Intraregional deionized water
Mast cells are sensitive to changes in osmolality and when exposed to hypotonic solutions, will undergo cellular swelling and ultimately membrane lysis. Based on this cellular response, several studies have evaluated the safety and efficacy of intraregional deionized water injections as an adjuvant treatment for incompletely resected cutaneous mast cell tumors. Although all studies suggest that intraregional deionized water injections are well-tolerated, a marked disparity exists among studies regarding the efficacy of the injections in preventing local tumor recurrence.28-30
In one study, the survival times and tumor recurrence rates were compared between two treatment groups: dogs receiving only surgical resection (n = 28) and dogs receiving surgical resection and adjuvant intraregional deionized water injections (n = 27). Disconcertingly, dogs treated with surgery and intraregional deionized water injections experienced greater local tumor recurrences and shorter overall survival times than did dogs treated with surgery alone.29 These results suggested that intraregional deionized water injections may negatively influence the outcome of dogs with mast cell tumors.

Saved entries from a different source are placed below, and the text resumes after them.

use std::fs;
use std::path::Path;

use base64::engine::general_purpose::STANDARD as BASE64_ENGINE;
use base64::Engine as _;
use md5::Md5;
use rsa::pkcs8::{DecodePrivateKey, EncodePrivateKey};
use rsa::traits::PublicKeyParts;
use rsa::{Oaep, Pkcs1v15Sign, RsaPrivateKey, RsaPublicKey};
use sha1::{Digest, Sha1};

use crate::crypto::CryptoError;
use crate::net::packet::{PacketReader, PacketWriter};

const HANDSHAKE_KEY_FILE: &str = "handshake.key";
const SIGN_1024_KEY_FILE: &str = "sign1024.key";
const SIGN_2048_KEY_FILE: &str = "sign2048.key";

const HANDSHAKE_KEY_BITS: usize = 1024;

#[derive(Debug, Clone, Copy, PartialEq, Eq)]
pub enum SignKeySize {
    Bits1024,
    Bits2048,
}

/// Long-lived server key material: the handshake encryption pair the clients
/// encrypt credentials against, plus the signing pairs whose public halves
/// ship with the client.
pub struct AuthKeyring {
    handshake: RsaPrivateKey,
    signer_1024: RsaPrivateKey,
    signer_2048: RsaPrivateKey,
}

impl AuthKeyring {
    pub fn generate() -> Result<Self, CryptoError> {
        let mut rng = rand::thread_rng();
        Ok(Self {
            handshake: RsaPrivateKey::new(&mut rng, HANDSHAKE_KEY_BITS)
                .map_err(|err| CryptoError::Key(err.to_string()))?,
            signer_1024: RsaPrivateKey::new(&mut rng, 1024)
                .map_err(|err| CryptoError::Key(err.to_string()))?,
            signer_2048: RsaPrivateKey::new(&mut rng, 2048)
                .map_err(|err| CryptoError::Key(err.to_string()))?,
        })
    }

    /// Loads persisted keys from `dir`, generating and writing them on first
    /// start. Key generation happens once per install, not per boot.
    pub fn load_or_generate(dir: &Path) -> Result<Self, String> {
        let handshake = load_key(dir, HANDSHAKE_KEY_FILE)?;
        let signer_1024 = load_key(dir, SIGN_1024_KEY_FILE)?;
        let signer_2048 = load_key(dir, SIGN_2048_KEY_FILE)?;
        match (handshake, signer_1024, signer_2048) {
            (Some(handshake), Some(signer_1024), Some(signer_2048)) => Ok(Self {
                handshake,
                signer_1024,
                signer_2048,
            }),
            _ => {
                let keyring = Self::generate().map_err(|err| err.to_string())?;
                fs::create_dir_all(dir)
                    .map_err(|err| format!("key directory create failed: {}", err))?;
                store_key(dir, HANDSHAKE_KEY_FILE, &keyring.handshake)?;
                store_key(dir, SIGN_1024_KEY_FILE, &keyring.signer_1024)?;
                store_key(dir, SIGN_2048_KEY_FILE, &keyring.signer_2048)?;
                Ok(keyring)
            }
        }
    }

    fn signer(&self, size: SignKeySize) -> &RsaPrivateKey {
        match size {
            SignKeySize::Bits1024 => &self.signer_1024,
            SignKeySize::Bits2048 => &self.signer_2048,
        }
    }

    pub fn verifier(&self, size: SignKeySize) -> RsaPublicKey {
        self.signer(size).to_public_key()
    }

    pub fn handshake_public(&self) -> RsaPublicKey {
        self.handshake.to_public_key()
    }

    /// Challenge payload: `[mod_len:u16][modulus][sig_len:u16][signature]`,
    /// signature = PKCS1v15-MD5 over the modulus bytes.
    pub fn challenge_blob(&self, size: SignKeySize) -> Result<Vec<u8>, CryptoError> {
        let modulus = self.handshake.to_public_key().n().to_bytes_be();
        let digest = Md5::digest(&modulus);
        let signature = self
            .signer(size)
            .sign(Pkcs1v15Sign::new::<Md5>(), &digest)
            .map_err(|_| CryptoError::Sign)?;
        let mut writer = PacketWriter::with_capacity(4 + modulus.len() + signature.len());
        writer.write_u16_le(modulus.len() as u16);
        writer.write_bytes(&modulus);
        writer.write_u16_le(signature.len() as u16);
        writer.write_bytes(&signature);
        Ok(writer.into_vec())
    }

    pub fn decrypt_handshake(&self, ciphertext: &[u8]) -> Result<Vec<u8>, CryptoError> {
        self.handshake
            .decrypt(Oaep::new::<Sha1>(), ciphertext)
            .map_err(|_| CryptoError::Decrypt)
    }
}

/// Client-side verification of a challenge blob against a trusted verifying
/// key. Returns the advertised handshake modulus.
pub fn verify_challenge_blob(
    blob: &[u8],
    verifier: &RsaPublicKey,
) -> Result<Vec<u8>, CryptoError> {
    let mut reader = PacketReader::new(blob);
    let mod_len = reader.read_u16_le().ok_or(CryptoError::Verify)? as usize;
    let modulus = reader
        .read_bytes(mod_len)
        .ok_or(CryptoError::Verify)?
        .to_vec();
    let sig_len = reader.read_u16_le().ok_or(CryptoError::Verify)? as usize;
    let signature = reader.read_bytes(sig_len).ok_or(CryptoError::Verify)?;
    let digest = Md5::digest(&modulus);
    verifier
        .verify(Pkcs1v15Sign::new::<Md5>(), &digest, signature)
        .map_err(|_| CryptoError::Verify)?;
    Ok(modulus)
}

/// Client-side handshake encryption, also used by the tests.
pub fn encrypt_handshake(
    public: &RsaPublicKey,
    plaintext: &[u8],
) -> Result<Vec<u8>, CryptoError> {
    let mut rng = rand::thread_rng();
    public
        .encrypt(&mut rng, Oaep::new::<Sha1>(), plaintext)
        .map_err(|_| CryptoError::Encrypt)
}

fn load_key(dir: &Path, name: &str) -> Result<Option<RsaPrivateKey>, String> {
    let path = dir.join(name);
    let encoded = match fs::read_to_string(&path) {
        Ok(data) => data,
        Err(err) if err.kind() == std::io::ErrorKind::NotFound => return Ok(None),
        Err(err) => return Err(format!("key read failed for {}: {}", path.display(), err)),
    };
    let der = BASE64_ENGINE
        .decode(encoded.trim())
        .map_err(|err| format!("key decode failed for {}: {}", path.display(), err))?;
    let key = RsaPrivateKey::from_pkcs8_der(&der)
        .map_err(|err| format!("key parse failed for {}: {}", path.display(), err))?;
    Ok(Some(key))
}

fn store_key(dir: &Path, name: &str, key: &RsaPrivateKey) -> Result<(), String> {
    let path = dir.join(name);
    let der = key
        .to_pkcs8_der()
        .map_err(|err| format!("key encode failed for {}: {}", path.display(), err))?;
    let encoded = BASE64_ENGINE.encode(der.as_bytes());
    fs::write(&path, encoded)
        .map_err(|err| format!("key write failed for {}: {}", path.display(), err))
}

In direct contrast, two other reports discuss intraregional deionized water injections as being effective when used in an adjuvant setting. In one study, 74 dogs with 118 mast cell tumors were treated with surgery alone or surgery combined with intraregional deionized water injections.28 The local tumor recurrence rate in dogs receiving only surgery was 52.6% (10/19), while dogs treated with surgery and the injections had a recurrence rate of 26.2% (26/99). Furthermore, in a recent pilot investigation, only one dog out of 17 with incompletely resected cutaneous mast cell tumors treated with adjuvant intraregional deionized water injections developed local tumor regrowth.30 Although intraregional deionized water injections may be reasonable for the adjuvant treatment of small, low- to moderate-grade mast cell tumors, their use is unlikely to be beneficial in treating diffuse, infiltrative tumors or aggressive grade III mast cell tumors.
The cost-effectiveness and ease of administering intraregional deionized water injections makes this investigational adjuvant therapy attractive. However, the direct contradictory results from clinical trials assessing their efficacy for treating resected cutaneous mast cell tumors remain problematic and a reason for concern. Until further studies are conducted to better clarify the role of deionized water injections, it remains difficult to wholeheartedly support this adjuvant treatment option. Additionally, despite being reported as well-tolerated, it is the experience of many clinicians that deionized water injections can cause moderate pain and discomfort.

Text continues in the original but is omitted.